Henri Fertet 1926-1943

Lors des cérémonies du 75e anniversaire du débarquement, le président de la République Emmanuel Macron a lu la lettre poignante d'Henri Fertet, écrite à ses parents juste avant  son exécution. Il avait 16 ans.

Qui était donc Henri Fertet  jeune résistant ?

Né le 27 octobre 1926 à Seloncourt (Doubs), fusillé après condamnation le 26 septembre 1943 à Besançon (Doubs) ; lycéen ; résistant FTPF (Franc Tireur et Partisan) , compagnon de la Libération.

Fils d’instituteurs, de tradition anticléricale, Henri Fertet fit ses études primaires à Seloncourt où ses parents étaient en poste. En 1937 il rejoignit le lycée Victor-Hugo de Besançon où il se passionnait pour l’histoire et l’archéologie.
Pendant les vacances de l’été 1942, il entra dans un groupe de résistance animé par Raymond Tourain. Ce groupe, principalement formé des jeunes de l’Action catholique (JAC) intégra le groupe FTP Guy Môcquet dirigé par Marcel Simon, jeune agriculteur et secrétaire de la JAC de Larnod, commune proche de Besançon.
Sous le matricule Émile 702, il participa à la prise d’un dépôt d’explosifs du fort de Montfaucon dans la nuit du 16 avril 1943, à la destruction d’un pylône de haute tension près de Châteaufarine le 7 mai 1943 et avec Marcel Reddet à l’attaque d’un commissaire des douanes allemand le 12 juin 1943, dans le but de lui prendre son arme, son uniforme et les papiers qu’il transportait. Henri Fertet tira sur le commissaire, le blessant mortellement mais l’arrivée d’une moto les empêcha de se saisir des documents. Activement recherché, le groupe subit de nombreuses arrestations à partir de juin 1943.
Henri Fertet fut arrêté dans la nuit du 2 juillet 1943 au domicile de ses parents, à l’école de Besançon-Velotte et conduit à la Feldkommandantur puis à la prison de la Butte à Besançon. Transféré le lendemain dans les locaux de la police allemande, il fut torturé. Condamné à mort le 18 septembre 1943 par le tribunal militaire allemand de la Feldkommandantur 560 avec seize de ses camarades, il a été fusillé le 26. Sept co-inculpés ont été déportés, quatre en sont morts.

 

La Citadelle de Besançon où furent exécutés Henri fernet et ses compagnons.
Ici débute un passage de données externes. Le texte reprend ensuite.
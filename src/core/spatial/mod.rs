//=========================================================================
// Spatial System
//=========================================================================
//
// Authoritative Z-ordered window list and every containment query.
//
// Architecture:
//   SpatialManager (Mutex, shared via Arc)
//     └─ WindowStack (entities, z_order, zones, play area)
//          └─ MovableRegion (computed from snapshots)
//
// Flow per frame:
//   drain surface events → resolver queries → commit bounds
//     → refresh_containment() → effects cascade down the tree
//
//=========================================================================

//=== Module Declarations =================================================

mod manager;
mod region;
mod stack;

//=== Public API ==========================================================

pub use manager::SpatialManager;
pub use region::MovableRegion;
pub use stack::WindowStack;
//=========================================================================
// Motion Body
//=========================================================================

//=== Internal Dependencies ===============================================

use crate::core::settings::Settings;

//=== MotionState =========================================================

/// Coarse motion state, used for logging and rendering hints.
#[derive(Debug, Clone, Copy, Default, PartialEq, Eq, Hash)]
pub enum MotionState {
    #[default]
    Idle,
    Running,
    Jumping,
    Falling,
}

//=== MotionBody ==========================================================

/// Vertical velocity and grounded flag of a moving entity.
///
/// Horizontal motion is input-driven each frame and not integrated.
#[derive(Debug, Clone, Copy, Default, PartialEq)]
pub struct MotionBody {
    velocity_y: f32,
    grounded: bool,
    state: MotionState,
}

impl MotionBody {
    pub fn new() -> Self {
        Self::default()
    }

    pub fn velocity_y(&self) -> f32 {
        self.velocity_y
    }

    pub fn is_grounded(&self) -> bool {
        self.grounded
    }

    pub fn state(&self) -> MotionState {
        self.state
    }

    /// `true` while moving upward; grounding is skipped in this phase.
    pub fn is_rising(&self) -> bool {
        self.velocity_y < 0.0
    }

    /// Integrates gravity for one frame, capped at the max fall speed.
    /// Grounded bodies keep a zero velocity.
    pub fn integrate(&mut self, settings: &Settings) {
        if self.grounded {
            self.velocity_y = 0.0;
            return;
        }
        self.velocity_y = (self.velocity_y + settings.gravity).min(settings.max_fall_speed);
    }

    /// Starts a jump. Returns `false` when airborne.
    pub fn jump(&mut self, force: f32) -> bool {
        if !self.grounded {
            return false;
        }
        self.velocity_y = -force;
        self.grounded = false;
        self.state = MotionState::Jumping;
        true
    }

    /// Transition into grounded: zero vertical velocity, neutral state.
    ///
    /// Returns `true` on the first frame of contact.
    pub fn land(&mut self) -> bool {
        let first = !self.grounded;
        self.grounded = true;
        self.velocity_y = 0.0;
        if first {
            self.state = MotionState::Idle;
        }
        first
    }

    /// Leaves the ground without jumping (walked off an edge).
    pub fn lose_ground(&mut self) {
        self.grounded = false;
    }

    /// Ceiling hit while rising.
    pub fn stop_rising(&mut self) {
        if self.velocity_y < 0.0 {
            self.velocity_y = 0.0;
        }
    }

    /// Derives the motion state from this frame's horizontal displacement.
    pub fn update_state(&mut self, dx: f32) {
        self.state = if !self.grounded {
            if self.velocity_y < 0.0 {
                MotionState::Jumping
            } else {
                MotionState::Falling
            }
        } else if dx != 0.0 {
            MotionState::Running
        } else {
            MotionState::Idle
        };
    }

    /// Clears all motion, used when respawning.
    pub fn reset(&mut self) {
        *self = Self::default();
    }
}

//=========================================================================
// Unit Tests
//=========================================================================
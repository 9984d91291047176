//=========================================================================
// Input Processor
//=========================================================================
//
// Converts Winit events into platform-neutral InputEvents.
//
// Architecture:
//   Winit Events → InputProcessor → InputEvent → InputBuffer
//
// Keys outside the engine's KeyCode set and OS key repeats are filtered
// (return None).
//
//=========================================================================

//=== External Dependencies ===============================================

use winit::{
    event::{ElementState, KeyEvent, MouseButton as WinitMouseButton},
    keyboard::{KeyCode as WinitKeyCode, PhysicalKey},
};

//=== Internal Dependencies ===============================================

use crate::core::input::{InputEvent, KeyCode, MouseButton};

//=== InputProcessor ======================================================

/// Stateless Winit → InputEvent converter.
pub(crate) struct InputProcessor;

impl InputProcessor {
    pub(crate) fn new() -> Self {
        Self
    }

    /// Converts a key event; unmapped keys and repeats yield `None`.
    pub(crate) fn process_key_event(&self, key_event: &KeyEvent) -> Option<InputEvent> {
        if key_event.repeat {
            return None;
        }
        let PhysicalKey::Code(code) = key_event.physical_key else {
            return None;
        };
        self.process_key(code, key_event.state)
    }

    pub(crate) fn process_key(&self, code: WinitKeyCode, state: ElementState) -> Option<InputEvent> {
        let key = KeyCode::from(code);
        if key == KeyCode::Unidentified {
            return None;
        }
        Some(match state {
            ElementState::Pressed => InputEvent::KeyDown(key),
            ElementState::Released => InputEvent::KeyUp(key),
        })
    }

    pub(crate) fn process_mouse_button(&self, button: WinitMouseButton, state: ElementState) -> InputEvent {
        let button = MouseButton::from(button);
        match state {
            ElementState::Pressed => InputEvent::MouseButtonDown(button),
            ElementState::Released => InputEvent::MouseButtonUp(button),
        }
    }

    /// Cursor position in logical pixels.
    pub(crate) fn process_mouse_move(&self, x: f32, y: f32) -> InputEvent {
        InputEvent::MouseMoved { x, y }
    }
}

//=========================================================================
// Winit Conversions
//=========================================================================

/// Maps the keys the engine knows; everything else is `Unidentified`.
impl From<WinitKeyCode> for KeyCode {
    fn from(code: WinitKeyCode) -> Self {
        use WinitKeyCode::*;
        match code {
            //--- Letters ------------------------------------------------------
            KeyA => KeyCode::KeyA,
            KeyD => KeyCode::KeyD,
            KeyR => KeyCode::KeyR,
            KeyS => KeyCode::KeyS,
            KeyW => KeyCode::KeyW,
            KeyZ => KeyCode::KeyZ,

            //--- Arrows -------------------------------------------------------
            ArrowUp => KeyCode::ArrowUp,
            ArrowDown => KeyCode::ArrowDown,
            ArrowLeft => KeyCode::ArrowLeft,
            ArrowRight => KeyCode::ArrowRight,

            //--- Special ------------------------------------------------------
            Space => KeyCode::Space,
            Enter => KeyCode::Enter,
            Escape => KeyCode::Escape,
            Backspace => KeyCode::Backspace,

            _ => KeyCode::Unidentified,
        }
    }
}

/// Left/Right/Middle map directly; Back/Forward/Other → Other.
impl From<WinitMouseButton> for MouseButton {
    fn from(button: WinitMouseButton) -> Self {
        match button {
            WinitMouseButton::Left => MouseButton::Left,
            WinitMouseButton::Right => MouseButton::Right,
            WinitMouseButton::Middle => MouseButton::Middle,
            _ => MouseButton::Other,
        }
    }
}

//=========================================================================
// Tests
//=========================================================================

#[cfg(test)]
mod tests {
    use super::*;

    #[test]
    fn control_keys_convert() {
        assert_eq!(KeyCode::from(WinitKeyCode::KeyA), KeyCode::KeyA);
        assert_eq!(KeyCode::from(WinitKeyCode::Space), KeyCode::Space);
        assert_eq!(KeyCode::from(WinitKeyCode::ArrowLeft), KeyCode::ArrowLeft);
        assert_eq!(KeyCode::from(WinitKeyCode::KeyZ), KeyCode::KeyZ);
    }

    #[test]
    fn unknown_keys_are_filtered() {
        let processor = InputProcessor::new();
        assert_eq!(KeyCode::from(WinitKeyCode::F13), KeyCode::Unidentified);
        assert_eq!(processor.process_key(WinitKeyCode::KeyQ, ElementState::Pressed), None);
    }

    #[test]
    fn key_state_maps_to_down_and_up() {
        let processor = InputProcessor::new();
        assert_eq!(
            processor.process_key(WinitKeyCode::KeyD, ElementState::Pressed),
            Some(InputEvent::KeyDown(KeyCode::KeyD))
        );
        assert_eq!(
            processor.process_key(WinitKeyCode::KeyD, ElementState::Released),
            Some(InputEvent::KeyUp(KeyCode::KeyD))
        );
    }

    #[test]
    fn mouse_buttons_convert() {
        let processor = InputProcessor::new();
        assert_eq!(
            processor.process_mouse_button(WinitMouseButton::Right, ElementState::Pressed),
            InputEvent::MouseButtonDown(MouseButton::Right)
        );
        assert_eq!(
            processor.process_mouse_button(WinitMouseButton::Back, ElementState::Released),
            InputEvent::MouseButtonUp(MouseButton::Other)
        );
    }

    #[test]
    fn mouse_move_keeps_coordinates() {
        match InputProcessor::new().process_mouse_move(12.5, 40.0) {
            InputEvent::MouseMoved { x, y } => assert_eq!((x, y), (12.5, 40.0)),
            other => panic!("Expected MouseMoved, found {:?}", other),
        }
    }
}
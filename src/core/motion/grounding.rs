//=========================================================================
// Grounding
//=========================================================================
//
// Finds the floor under an entity's feet from the Z-ordered window stack.
//
// The feet band spans from the entity's bottom edge upward over the
// distance fallen this frame, padded by the ground tolerance on both
// sides, so fast falls cannot tunnel through a floor.
//
// Search order:
//   1. no-entry zone top edges
//   2. windows
//        parentless: front-most window overlapping the feet, top edge
//        parented:   per segment, front-most window overlapping it,
//                    bottom edge; highest floor across segments
//   3. play-area bottom
//
//=========================================================================

//=== Internal Dependencies ===============================================

use crate::core::geometry::Rect;
use crate::core::settings::Settings;
use crate::core::spatial::SpatialManager;

//=== GroundContext =======================================================

/// Visible geometry relevant to grounding, snapshotted once per query.
#[derive(Debug, Clone, Default)]
pub struct GroundContext {
    /// Visible window bounds, front-most first.
    windows: Vec<Rect>,
    zones: Vec<Rect>,
    play_area: Option<Rect>,
}

impl GroundContext {
    pub fn capture(spatial: &SpatialManager) -> Self {
        spatial.read(|stack| Self {
            windows: stack.visible_windows().into_iter().rev().map(|(_, b)| b).collect(),
            zones: stack.no_entry_zones(),
            play_area: stack.play_area(),
        })
    }
}

//=== GroundProbe =========================================================

/// Floor search parameters.
#[derive(Debug, Clone, Copy, PartialEq)]
pub struct GroundProbe {
    tolerance: f32,
    segments: usize,
}

impl GroundProbe {
    pub fn new(tolerance: f32, segments: usize) -> Self {
        Self {
            tolerance,
            segments: segments.max(1),
        }
    }

    pub fn from_settings(settings: &Settings) -> Self {
        Self::new(settings.ground_tolerance, settings.ground_segments)
    }

    /// Y coordinate of the floor under `bounds`, if any.
    ///
    /// `fallen` is the downward distance covered this frame.
    pub fn find_floor(&self, ctx: &GroundContext, bounds: Rect, parented: bool, fallen: f32) -> Option<f32> {
        let fallen = fallen.max(0.0);
        let feet = Rect::new(
            bounds.x,
            bounds.bottom() - fallen - self.tolerance,
            bounds.w,
            fallen + 2.0 * self.tolerance,
        );
        let in_band = |y: f32| y >= feet.top() && y <= feet.bottom();

        let zone_floor = ctx
            .zones
            .iter()
            .filter(|z| z.overlaps_x(&feet) && in_band(z.top()))
            .map(|z| z.top())
            .reduce(f32::min);
        if zone_floor.is_some() {
            return zone_floor;
        }

        let window_floor = if parented {
            self.segmented_floor(ctx, &feet, in_band)
        } else {
            ctx.windows
                .iter()
                .find(|w| touches(w, &feet))
                .map(|w| w.top())
                .filter(|&top| in_band(top))
        };
        if window_floor.is_some() {
            return window_floor;
        }

        ctx.play_area.map(|area| area.bottom()).filter(|&bottom| in_band(bottom))
    }

    fn segmented_floor(&self, ctx: &GroundContext, feet: &Rect, in_band: impl Fn(f32) -> bool) -> Option<f32> {
        let width = feet.w / self.segments as f32;

        (0..self.segments)
            .filter_map(|i| {
                let segment = Rect::new(feet.x + width * i as f32, feet.y, width, feet.h);
                let decider = ctx.windows.iter().find(|w| touches(w, &segment))?;
                in_band(decider.bottom()).then_some(decider.bottom())
            })
            .reduce(f32::min)
    }
}

/// Positive horizontal overlap, vertical spans touching or overlapping.
fn touches(window: &Rect, feet: &Rect) -> bool {
    window.overlaps_x(feet) && window.top() <= feet.bottom() && feet.top() <= window.bottom()
}

//=========================================================================
// Unit Tests
//=========================================================================

#[cfg(test)]
mod tests {
    use super::*;
    use crate::core::entity::{Capability, EntityKind};

    fn probe() -> GroundProbe {
        GroundProbe::new(2.0, 4)
    }

    #[test]
    fn front_window_occludes_higher_back_window() {
        let spatial = SpatialManager::new(5.0);
        spatial.register_window(Rect::new(0.0, 380.0, 600.0, 220.0), Capability::None);
        spatial.register_window(Rect::new(0.0, 400.0, 600.0, 200.0), Capability::None);

        let ctx = GroundContext::capture(&spatial);
        let player = Rect::new(100.0, 360.0, 40.0, 40.0);

        assert_eq!(probe().find_floor(&ctx, player, false, 5.0), Some(400.0));
    }

    #[test]
    fn parented_entity_stands_on_window_bottom() {
        let spatial = SpatialManager::new(5.0);
        spatial.register_window(Rect::new(0.0, 0.0, 300.0, 200.0), Capability::None);

        let ctx = GroundContext::capture(&spatial);
        let player = Rect::new(100.0, 160.0, 40.0, 40.0);

        assert_eq!(probe().find_floor(&ctx, player, true, 0.0), Some(200.0));
        assert_eq!(probe().find_floor(&ctx, player.translate(0.0, -20.0), true, 0.0), None);
    }

    #[test]
    fn partially_occluded_feet_still_find_floor() {
        let spatial = SpatialManager::new(5.0);
        spatial.register_window(Rect::new(0.0, 0.0, 300.0, 200.0), Capability::None);
        // Covers the right half of the feet; its bottom is far below.
        spatial.register_window(Rect::new(120.0, 150.0, 200.0, 300.0), Capability::None);

        let ctx = GroundContext::capture(&spatial);
        let player = Rect::new(100.0, 160.0, 40.0, 40.0);

        assert_eq!(probe().find_floor(&ctx, player, true, 0.0), Some(200.0));
    }

    #[test]
    fn fully_occluded_feet_have_no_window_floor() {
        let spatial = SpatialManager::new(5.0);
        spatial.register_window(Rect::new(0.0, 0.0, 300.0, 200.0), Capability::None);
        spatial.register_window(Rect::new(50.0, 150.0, 200.0, 300.0), Capability::None);

        let ctx = GroundContext::capture(&spatial);
        let player = Rect::new(100.0, 160.0, 40.0, 40.0);

        assert_eq!(probe().find_floor(&ctx, player, true, 0.0), None);
    }

    #[test]
    fn zone_top_is_checked_first() {
        let spatial = SpatialManager::new(5.0);
        spatial.register_zone(Rect::new(0.0, 300.0, 100.0, 20.0));
        spatial.register_window(Rect::new(0.0, 300.0, 400.0, 100.0), Capability::None);

        let ctx = GroundContext::capture(&spatial);
        let player = Rect::new(50.0, 259.0, 40.0, 40.0);

        assert_eq!(probe().find_floor(&ctx, player, false, 0.0), Some(300.0));
    }

    #[test]
    fn fast_fall_does_not_tunnel() {
        let spatial = SpatialManager::new(5.0);
        spatial.register_window(Rect::new(0.0, 300.0, 400.0, 100.0), Capability::None);

        let ctx = GroundContext::capture(&spatial);
        // Bottom went from 295 to 310 this frame.
        let player = Rect::new(50.0, 270.0, 40.0, 40.0);

        assert_eq!(probe().find_floor(&ctx, player, false, 15.0), Some(300.0));
    }

    #[test]
    fn play_area_bottom_is_the_fallback() {
        let spatial = SpatialManager::new(5.0);
        spatial.set_play_area(Some(Rect::new(0.0, 0.0, 800.0, 600.0)));
        spatial.spawn_entity(EntityKind::Player, Rect::new(0.0, 560.0, 40.0, 40.0));

        let ctx = GroundContext::capture(&spatial);

        assert_eq!(probe().find_floor(&ctx, Rect::new(0.0, 560.0, 40.0, 40.0), false, 0.0), Some(600.0));
        assert_eq!(probe().find_floor(&ctx, Rect::new(0.0, 500.0, 40.0, 40.0), false, 0.0), None);
    }
}
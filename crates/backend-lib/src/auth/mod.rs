// ============================
// authgate-lib/src/auth/mod.rs
// ============================
//! Authentication module.
pub mod basic;
pub mod directory;
pub mod exemption;
pub mod password;
pub mod request;
mod service;
pub mod session;

pub use basic::{credentials_from_header, BasicAuth, BasicAuthStep, Credentials};
pub use directory::UserDirectory;
pub use exemption::{requires_auth, ExemptionList, ExemptionPattern};
pub use password::{hash_password, verify_password, ScryptHasher, SecretHasher};
pub use request::{authorization_header, session_cookie, RequestHeaders};
pub use service::Authenticator;
pub use session::{Session, SessionAuth, SessionStore, DEFAULT_SESSION_NAME};
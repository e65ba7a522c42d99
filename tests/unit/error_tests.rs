// =========================
// tests/unit/error_tests.rs
// =========================
//! Unit tests for the error module
use authgate_lib::error::AppError;
use authgate_lib::storage::StoreError;
use axum::http::StatusCode;
use axum::response::IntoResponse;

#[test]
fn test_app_error_display() {
    assert_eq!(AppError::UnknownUser.to_string(), "no user found for this email");
    assert_eq!(AppError::WrongPassword.to_string(), "wrong password");
    assert_eq!(AppError::MissingField("password").to_string(), "password missing");
    assert_eq!(
        AppError::EmailAlreadyRegistered("bob@me.com".into()).to_string(),
        "email already registered"
    );
}

#[test]
fn test_app_error_status_codes() {
    let cases = [
        (AppError::Unauthorized, StatusCode::UNAUTHORIZED),
        (AppError::WrongPassword, StatusCode::UNAUTHORIZED),
        (AppError::Forbidden, StatusCode::FORBIDDEN),
        (AppError::UnknownUser, StatusCode::NOT_FOUND),
        (AppError::MissingField("email"), StatusCode::BAD_REQUEST),
        (AppError::Store(StoreError::Duplicate("x".into())), StatusCode::BAD_REQUEST),
        (AppError::Config("bad".into()), StatusCode::INTERNAL_SERVER_ERROR),
    ];
    for (error, status) in cases {
        assert_eq!(error.status_code(), status, "{error}");
        assert_eq!(error.into_response().status(), status);
    }
}

#[test]
fn test_error_codes_are_distinct() {
    let codes = [
        AppError::Unauthorized.error_code(),
        AppError::Forbidden.error_code(),
        AppError::WrongPassword.error_code(),
        AppError::InvalidResetToken.error_code(),
        AppError::UnknownUser.error_code(),
        AppError::MissingField("email").error_code(),
    ];
    for (i, code) in codes.iter().enumerate() {
        assert!(!codes[i + 1..].contains(code), "{code} repeated");
    }
}

#[test]
fn test_sanitized_message_hides_internals() {
    let error = AppError::Config("secret path /etc/authgate".into());
    assert_eq!(error.sanitized_message(), "An internal server error occurred");
    assert_eq!(AppError::Forbidden.sanitized_message(), "Forbidden");
}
Il avait écrit une lettre à sa mère qui fut lue à la BBC le 30 décembre. Un auditeur, Albert Grunberg, alors caché dans une chambre parisienne, nota dans son journal le 1er décembre : « Hier, j’avais écouté la lecture par la BBC d’une lettre poignante dans sa simplicité d’un jeune homme de seize ans à sa mère, lettre écrite quelques heures avant que les bourreaux boches ne le fusillent pour crime de patriotisme. Toute sa lettre était une profession de foi patriotique et d’amour filial. Les larmes me gagnèrent. Le speaker lui-même ne put s’en empêcher de pleurer tout en lisant cette lettre ».
Inhumé au cimetière de Saint-Ferjeux à Besançon, son corps a été exhumé et incinéré après la guerre ; ses cendres ont été dispersées avec celles de son père à Sermoyer (Ain).
Il reçut à titre posthume la Légion d’honneur, la Croix de guerre 1939-1945, la Croix du Combattant volontaire 1939-1945, la Médaille des Déportés et Internés résistants, la Médaille de la Résistance et fut fait compagnon de la Libération le 7 juillet 1945. En 1947, il a été homologué à la Libération dans le grade d’Aspirant des Forces Françaises de l’Intérieur à titre posthume.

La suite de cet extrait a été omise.